Variable	Metric Focus	Multiplier	Clamp Limit	Human Translation
branch_hits	Decision Density	1.0x	0.5/line	The baseline of decision making (if/else). Clamped to prevent massive, flat switch-statements from breaking the math.
flux_hits	State Mutation	2.0x	0.75/line	Tracking variables changing values taxes short-term memory significantly more than static logic.
concurrency_hits	Temporal Complexity	3.0x	None	Logic that jumps in time forces the reader to track non-linear execution.
heat_triggers_hits	Abstraction Penalty	5.0x	None	Macros, reflection, and dynamic dispatch hide the true logic, forcing "mental compilation."
danger_hits	Anxiety	5.0x	None	eval or unsafe code forces the brain into a slow, high-alert verification mode.
doc_hits	The Antidote	10.0x	None	Structured documentation provides mental shortcuts, reducing the effective load (acts as a cooling agent).

2.2.E.3. The Universal Framework Integration

We apply the standard physics variables to ensure fairness across languages and environments:

• \(\text{Irc}\) (Implicit Risk Correction): Added to the total density.
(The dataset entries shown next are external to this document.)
//! DeepSeek API 客户端（OpenAI 兼容格式）
//!
//! - Base URL: https://api.deepseek.com
//! - 模型: deepseek-chat（命令解析足够）；deepseek-reasoner 响应较慢，不推荐用于解析

use crate::llm::OpenAiClient;

pub const DEEPSEEK_BASE_URL: &str = "https://api.deepseek.com";
pub const DEEPSEEK_CHAT: &str = "deepseek-chat";

/// 创建 DeepSeek 客户端
///
/// - API Key 优先用参数，其次环境变量 `DEEPSEEK_API_KEY`
/// - 模型未指定时用 `DEEPSEEK_MODEL` 或 deepseek-chat
pub fn create_deepseek_client(model: Option<&str>, api_key: Option<&str>) -> OpenAiClient {
    let api_key = api_key
        .map(String::from)
        .or_else(|| std::env::var("DEEPSEEK_API_KEY").ok());

    let model = model
        .map(String::from)
        .or_else(|| std::env::var("DEEPSEEK_MODEL").ok())
        .unwrap_or_else(|| DEEPSEEK_CHAT.to_string());

    OpenAiClient::new(Some(DEEPSEEK_BASE_URL), &model, api_key.as_deref())
}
Opaque languages (Shell, Perl) get a baseline complexity penalty because the syntax itself implies hidden logic.
• \(\text{Fc}\) (Fidelity Coefficient): Applied to the Cooling Factor. We trust documentation in explicit languages (Java) more than in implicit ones (Ruby) where comments might drift from reality.
• \(\text{Mp}\) (Path Modifier): Utilized to allow contextual overrides. For example, highly complex mocking logic in a tests/ directory may receive a reduction, as the cognitive expectations there differ from a production runtime core.
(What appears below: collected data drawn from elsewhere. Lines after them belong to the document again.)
//! Search API client.
//!
//! This module defines the [`PaperApi`] trait the rest of the crate talks to,
//! the [`SearchError`] taxonomy, and the HTTP implementation [`SearchClient`].
//! [`MockApi`] is a scripted implementation for tests and offline demos.
//!
//! # Request format
//!
//! Every search is a single GET:
//!
//! ```text
//! {base_url}?query=<percent-encoded text>&source=<source id>
//! ```
//!
//! and the API answers with `{"results": [...]}`. Nothing is retried or
//! cached; each call is exactly one network exchange.

mod http;
pub mod mock;
mod search;

pub use http::{HttpClient, DEFAULT_USER_AGENT};
pub use mock::MockApi;
pub use search::{SearchClient, DEFAULT_PROBE_QUERY};

use crate::models::{PaperResult, SearchQuery};
use async_trait::async_trait;

/// The interface the search session uses to reach a search backend.
#[async_trait]
pub trait PaperApi: Send + Sync + std::fmt::Debug {
    /// Short identifier used in logs
    fn id(&self) -> &str;

    /// Where requests go, for diagnostics
    fn endpoint(&self) -> &str;

    /// Run one search. Zero results is reported as [`SearchError::NoResults`].
    async fn search(&self, query: &SearchQuery) -> Result<Vec<PaperResult>, SearchError>;

    /// Check that the backend is reachable
    async fn probe(&self) -> Result<(), SearchError> {
        Ok(())
    }
}

/// Errors that can end a search attempt.
///
/// None of them are fatal to the client: after any of these the session
/// accepts the next submission.
#[derive(Debug, Clone, PartialEq, Eq, thiserror::Error)]
pub enum SearchError {
    /// Input rejected before any request was made
    #[error("{0}")]
    Validation(String),

    /// The API answered with a non-2xx status
    #[error("Network response was not ok ({status})")]
    Network { status: u16 },

    /// The request never produced a usable response (DNS, refused
    /// connection, timeout, unreadable body)
    #[error("{0}")]
    Transport(String),

    /// The API answered successfully but found nothing
    #[error("No results found for \"{query}\"")]
    NoResults { query: String },

    /// The configured base URL is not a usable HTTP endpoint
    #[error("Invalid search endpoint: {0}")]
    InvalidEndpoint(String),
}

impl SearchError {
    /// Text shown to the user for this error
    pub fn user_message(&self) -> String {
        if self.is_fetch_failure() {
            format!("Error fetching results: {}", self)
        } else {
            self.to_string()
        }
    }

    /// Whether the error came from talking to the backend
    pub fn is_fetch_failure(&self) -> bool {
        matches!(
            self,
            SearchError::Network { .. } | SearchError::Transport(_)
        )
    }
}

impl From<reqwest::Error> for SearchError {
    fn from(err: reqwest::Error) -> Self {
        SearchError::Transport(err.to_string())
    }
}

impl From<serde_json::Error> for SearchError {
    fn from(err: serde_json::Error) -> Self {
        SearchError::Transport(format!("Invalid response body: {}", err))
    }
}

#[cfg(test)]
mod tests {
    use super::*;

    #[test]
    fn test_user_messages() {
        assert_eq!(
            SearchError::Validation("Please enter a search term".into()).user_message(),
            "Please enter a search term"
        );
        assert_eq!(
            SearchError::Network { status: 503 }.user_message(),
            "Error fetching results: Network response was not ok (503)"
        );
        assert_eq!(
            SearchError::Transport("connection refused".into()).user_message(),
            "Error fetching results: connection refused"
        );
        assert_eq!(
            SearchError::NoResults {
                query: "dark matter".into()
            }
            .user_message(),
            "No results found for \"dark matter\""
        );
    }

    #[test]
    fn test_fetch_failure_classification() {
        assert!(SearchError::Network { status: 404 }.is_fetch_failure());
        assert!(SearchError::Transport("timeout".into()).is_fetch_failure());
        assert!(!SearchError::NoResults { query: "x".into() }.is_fetch_failure());
        assert!(!SearchError::Validation("x".into()).is_fetch_failure());
    }

    #[test]
    fn test_json_error_maps_to_transport() {
        let err = serde_json::from_str::<serde_json::Value>("<html>").unwrap_err();
        match SearchError::from(err) {
            SearchError::Transport(msg) => assert!(msg.starts_with("Invalid response body")),
            other => panic!("unexpected {:?}", other),
        }
    }
}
2.2.E.4. The Equation: The "Badge of Honor" Sigmoid

We use a Logistic Function (Sigmoid) tuned to be forgiving of moderate complexity but demanding of high complexity.
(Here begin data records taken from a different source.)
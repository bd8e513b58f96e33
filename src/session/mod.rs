//! The search session: submit pipeline and UI state publication.
//!
//! A session owns the API handle and the current [`UiState`]. Frontends
//! subscribe to state changes through a [`tokio::sync::watch`] channel and
//! call [`SearchSession::submit`] for every user submission.
//!
//! # Overlapping submissions
//!
//! Each submission starts a new generation and gets its own
//! [`CancellationToken`]. Starting a generation cancels the previous token,
//! so an older request stops waiting as soon as a newer one is submitted, and
//! an outcome is only published if its generation is still the newest. The
//! newest request always wins, whatever order the responses arrive in.

use std::sync::{Arc, Mutex, MutexGuard};
use std::time::Duration;

use tokio::sync::watch;
use tokio_util::sync::CancellationToken;

use crate::client::{PaperApi, SearchError};
use crate::models::{SearchQuery, SourceId};
use crate::ui::UiState;

/// How a submission ended
#[derive(Debug, Clone, PartialEq, Eq)]
pub enum Completion {
    /// The submission's final state was published
    Applied(UiState),

    /// A newer submission started first; this one's outcome was discarded
    Superseded,
}

impl Completion {
    pub fn state(&self) -> Option<&UiState> {
        match self {
            Completion::Applied(state) => Some(state),
            Completion::Superseded => None,
        }
    }
}

/// Outcome of the connectivity probe
#[derive(Debug, Clone, PartialEq, Eq)]
pub struct ProbeReport {
    pub endpoint: String,
    pub result: Result<(), SearchError>,
}

impl ProbeReport {
    pub fn is_ok(&self) -> bool {
        self.result.is_ok()
    }

    /// Diagnostic line for the user
    pub fn message(&self) -> String {
        match &self.result {
            Ok(()) => format!("Connected to search service at {}", self.endpoint),
            Err(e) => format!(
                "Cannot connect to the search service at {} ({}). Make sure it is running.",
                self.endpoint, e
            ),
        }
    }
}

#[derive(Debug, Default)]
struct InFlight {
    generation: u64,
    token: Option<CancellationToken>,
}

/// A search session bound to one backend
#[derive(Debug)]
pub struct SearchSession {
    api: Arc<dyn PaperApi>,
    stagger: Duration,
    state: watch::Sender<UiState>,
    in_flight: Mutex<InFlight>,
}

impl SearchSession {
    /// Create a session. `stagger` is the delay between consecutive cards.
    pub fn new(api: Arc<dyn PaperApi>, stagger: Duration) -> Self {
        let (state, _) = watch::channel(UiState::Idle);

        Self {
            api,
            stagger,
            state,
            in_flight: Mutex::new(InFlight::default()),
        }
    }

    /// Receive every published state change
    pub fn subscribe(&self) -> watch::Receiver<UiState> {
        self.state.subscribe()
    }

    /// The state currently on screen
    pub fn state(&self) -> UiState {
        self.state.borrow().clone()
    }

    /// Handle one user submission.
    ///
    /// Whitespace-only text is rejected without contacting the API. Any
    /// submission, including a rejected one, supersedes the request before it.
    pub async fn submit(&self, text: &str, source: SourceId) -> Completion {
        let (generation, token) = self.begin();

        let query = match SearchQuery::new(text, source) {
            Ok(query) => query,
            Err(e) => {
                tracing::debug!("Rejected submission: {}", e);
                return self.finish(generation, UiState::rejected(e));
            }
        };

        if !self.publish(generation, UiState::loading(query.text()), false) {
            return Completion::Superseded;
        }

        tracing::debug!(
            "Search #{} started: \"{}\" on {} via {}",
            generation,
            query.text(),
            query.source(),
            self.api.id()
        );

        let outcome = tokio::select! {
            biased;
            _ = token.cancelled() => {
                tracing::debug!("Search #{} cancelled by a newer submission", generation);
                return Completion::Superseded;
            }
            outcome = self.api.search(&query) => outcome,
        };

        if let Err(e) = &outcome {
            tracing::info!("Search #{} failed: {}", generation, e);
        }

        let state = UiState::from_outcome(query.text(), outcome, self.stagger);
        self.finish(generation, state)
    }

    /// Run the connectivity probe. Never changes the UI state.
    pub async fn probe(&self) -> ProbeReport {
        let result = self.api.probe().await;
        match &result {
            Ok(()) => tracing::info!("Search service reachable at {}", self.api.endpoint()),
            Err(e) => tracing::warn!(
                "Search service connection check failed for {}: {}",
                self.api.endpoint(),
                e
            ),
        }

        ProbeReport {
            endpoint: self.api.endpoint().to_string(),
            result,
        }
    }

    /// Start a new generation, cancelling whatever was in flight
    fn begin(&self) -> (u64, CancellationToken) {
        let mut in_flight = self.lock();
        if let Some(previous) = in_flight.token.take() {
            previous.cancel();
        }

        let token = CancellationToken::new();
        in_flight.generation += 1;
        in_flight.token = Some(token.clone());

        (in_flight.generation, token)
    }

    fn finish(&self, generation: u64, state: UiState) -> Completion {
        if self.publish(generation, state.clone(), true) {
            Completion::Applied(state)
        } else {
            tracing::debug!("Discarding stale response for search #{}", generation);
            Completion::Superseded
        }
    }

    /// Publish `state` if `generation` is still the newest
    fn publish(&self, generation: u64, state: UiState, done: bool) -> bool {
        let mut in_flight = self.lock();
        if in_flight.generation != generation {
            return false;
        }

        if done {
            in_flight.token = None;
        }
        self.state.send_replace(state);
        true
    }

    fn lock(&self) -> MutexGuard<'_, InFlight> {
        self.in_flight
            .lock()
            .unwrap_or_else(|poisoned| poisoned.into_inner())
    }
}

#[cfg(test)]
mod tests {
    use super::*;
    use crate::client::mock::make_paper;
    use crate::client::MockApi;

    fn session(api: &Arc<MockApi>) -> Arc<SearchSession> {
        Arc::new(SearchSession::new(api.clone(), Duration::from_millis(100)))
    }

    fn arxiv() -> SourceId {
        SourceId::new("arxiv")
    }

    #[tokio::test]
    async fn test_whitespace_never_reaches_api() {
        let api = Arc::new(MockApi::new());
        let session = session(&api);

        for text in ["", "   ", "\t\n"] {
            let completion = session.submit(text, arxiv()).await;
            let state = completion.state().unwrap();
            assert_eq!(
                state.error_message().as_deref(),
                Some("Please enter a search term")
            );
        }

        assert_eq!(api.calls(), 0);
    }

    #[tokio::test]
    async fn test_results_published() {
        let api = Arc::new(MockApi::new());
        api.push_response(Ok(vec![
            make_paper("First", &["A", "B", "C", "D", "E"]),
            make_paper("Second", &[]),
        ]));
        let session = session(&api);
        let rx = session.subscribe();

        session.submit("  quantum computing ", arxiv()).await;

        let state = rx.borrow().clone();
        assert_eq!(state.cards().len(), 2);
        assert_eq!(state.cards()[0].authors, "A, B, C, et al.");
        assert_eq!(state.cards()[1].authors, "Unknown authors");
        assert_eq!(api.queries()[0].text(), "quantum computing");
    }

    #[tokio::test]
    async fn test_error_replaces_results() {
        let api = Arc::new(MockApi::new());
        api.push_response(Ok(vec![make_paper("Kept", &[])]));
        api.push_response(Err(SearchError::Network { status: 500 }));
        let session = session(&api);

        session.submit("one", arxiv()).await;
        assert_eq!(session.state().cards().len(), 1);

        session.submit("two", arxiv()).await;
        let state = session.state();
        assert!(state.cards().is_empty());
        assert!(state.error_message().unwrap().contains("500"));
    }

    #[tokio::test]
    async fn test_newest_request_wins() {
        let api = Arc::new(MockApi::new());
        api.push_delayed(
            Ok(vec![make_paper("Slow and stale", &[])]),
            Duration::from_millis(300),
        );
        api.push_delayed(
            Ok(vec![make_paper("Fresh", &[])]),
            Duration::from_millis(10),
        );
        let session = session(&api);

        let first = {
            let session = Arc::clone(&session);
            tokio::spawn(async move { session.submit("old query", arxiv()).await })
        };
        tokio::time::sleep(Duration::from_millis(50)).await;
        assert!(session.state().is_loading());

        let second = session.submit("new query", arxiv()).await;
        assert_eq!(second.state().unwrap().cards()[0].title, "Fresh");
        assert_eq!(first.await.unwrap(), Completion::Superseded);

        tokio::time::sleep(Duration::from_millis(350)).await;
        assert_eq!(session.state().cards()[0].title, "Fresh");
        assert_eq!(api.calls(), 2);
    }

    #[tokio::test]
    async fn test_rejected_submission_supersedes_in_flight_search() {
        let api = Arc::new(MockApi::new());
        api.push_delayed(
            Ok(vec![make_paper("Late", &[])]),
            Duration::from_millis(200),
        );
        let session = session(&api);

        let first = {
            let session = Arc::clone(&session);
            tokio::spawn(async move { session.submit("real", arxiv()).await })
        };
        tokio::time::sleep(Duration::from_millis(20)).await;

        session.submit("   ", arxiv()).await;
        assert_eq!(first.await.unwrap(), Completion::Superseded);
        assert!(session.state().error().is_some());
    }

    #[tokio::test]
    async fn test_probe_report() {
        let api = Arc::new(MockApi::new());
        let session = session(&api);

        let report = session.probe().await;
        assert!(report.is_ok());
        assert!(report.message().starts_with("Connected"));

        api.fail_probe(SearchError::Transport("connection refused".into()));
        let report = session.probe().await;
        assert!(!report.is_ok());
        assert!(report.message().contains("mock://search"));
        assert_eq!(session.state(), UiState::Idle);
    }
}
Step A: Calculate Clamped Densities We calculate the per-line density of each stressor. Branch and Flux densities are clamped. A file with 5,000 lines of simple case statements shouldn't be flagged as brain-melting just because of high raw branch counts.

Step B: The Synergistic Sum We sum the clamped densities and heavy logic multipliers, then add the baseline opacity tax (\(\text{Irc}\)).

\[\text{TotalDensity} = \text{ClampedBranch} + \text{ClampedFlux} + \text{HeavyLogic} + \left(\frac{\text{Irc}}{\text{LOC}}\right)\]

Step C: The Sigmoid Curve (The Base Score) We map the total density to a \(0-100\) scale using a Sigmoid curve. * Offset (\(0.75\)): Pushes the "center" of the curve to the right. Code must have a high density (\(0.75\) weighted points per line) just to reach a score of \(50\). * Slope (\(4.0\)): A moderate slope ensures a smooth transition rather than a sudden wall, allowing for nuance in the \(50-80\) range.

\[\text{RawScore} = \frac{100}{1 + e^{-4.0 \times (\text{TotalDensity} - 0.75)}}\]

Step D: The Cooling Factor (The Antidote) Documentation reduces load, but never to zero. Complex logic is still complex, even if explained well. We cap the cooling effect at a maximum reduction of 50%, then apply the Path Modifier (\(\text{Mp}\)).

\[\text{DocCoverage} = \frac{\text{doc\_hits} \times 10.0}{\text{LOC}}$$ $$\text{CoolingFactor} = \max(0.5,\ 1.0 - (\text{DocCoverage} \times \text{Fc}))$$ $$\text{FinalScore} = \min(\text{RawScore} \times \text{CoolingFactor} \times \text{Mp},\ 100)\]

2.2.E.5. Visual Verification ("The Truth")

Score Range	Universal Color	Risk Label	Structural Reality
0 - 19	🟦 Deep Blue	VERY LOW	Big JSON Configs. Zero branching. Minimal baseline density.
20 - 39	🩵 Cyan	LOW	Standard UI Component. Normal complexity, easily held in working memory.
40 - 59	🟨 Yellow	INTERMEDIATE	Complex Algorithm. Noticeable, but not alarming. The code is "doing work."
60 - 89	🟧 Orange	HIGH	Heavy Logic Core. The Tipping Point. Heavy branching mixed with state flux.
90 - 100	🟥 Bright Red	VERY HIGH	Extreme Meta-Programming. Dense clusters of async, reflection, and danger per line.